**What to work on:** Among the records below, find each line that includes the string "server" and copy it.

**Materials provided:**

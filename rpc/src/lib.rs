//! HTTP API for the presence check-in engine.
//!
//! Provides endpoints for:
//! - Partial checks (rotating code, location, receipt), side-effect free
//! - Committing a check-in
//! - Check-in status for the calling user
//! - Health and Prometheus metrics
//!
//! Caller identity is established upstream by the session gateway and
//! forwarded in the `x-user-id` / `x-user-role` headers.

pub mod config;
pub mod error;
pub mod handlers;
pub mod metrics;
pub mod server;

pub use config::{SeedVenue, ServiceConfig};
pub use error::{ErrorCode, RpcError};
pub use metrics::RpcMetrics;
pub use server::{build_router, cors_layer, AppState, RpcServer};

**Written answer:**
pub mod server;
pub use server::{build_router, cors_layer, AppState, RpcServer};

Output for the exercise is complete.